Da parte sua, Juan Esquerda Bifet, professore emerito dell’Università Pontificia Urbaniana di Roma, ha sottolineato che questo libro può essere di grande aiuto per la modalità in cui riprende la figura di san Juan de Ávila. “Per quanto sia una figura storica, bisogna aggiornare i suoi insegnamenti perché hanno un importante lascito evangelico”, ha affermato. “Basta vedere in san Ignazio di Loyola che i suoi esercizi spirituali sono attuali ora come allora”, ha concluso.

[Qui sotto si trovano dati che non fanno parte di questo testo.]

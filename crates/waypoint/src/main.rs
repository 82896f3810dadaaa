mod cli;

use anyhow::Result;
use clap::Parser;

#[tokio::main]
async fn main() -> Result<()> {
    dotenvy::dotenv().ok();

    let cli = cli::Cli::parse();
    cli.execute().await
}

L’eredità di Juan de Ávila
In questo senso, Esquerda ha affermato che san Juan de Ávila “ci ha lasciato un’eredità evangelica che noi dobbiamo ricevere, arricchire e tramandare al futuro”. “Oggi è molto importante il discernimento vocazionale, perché dura tutta la vita, non solo per sapere se abbiamo vocazione, ma per sapere come rispondere ad essa, come posso aiutare gli altri”. Così, il libro, per il professore e sacerdote, ha un grande merito, ed è che “riassume molto bene il tema del discernimento. E ci aiuterà ad aggiornare i temi che lo riguardano”.
Infine, l’autore del libro ha spiegato che questo è frutto di “diversi anni di lavoro con persone che discernono la loro vocazione”, uomini e donne che cercano il modo di rispondere alla chiamata. E, per farlo, “Juan de Ávila mi ha insegnato molto sull’importanza della preghiera, ma insiste anche molto sul fattore della libertà. È qualcosa per lui molto importante, insistendo molto sulla necessità di avvicinarsi liberamente e in modo maturo”.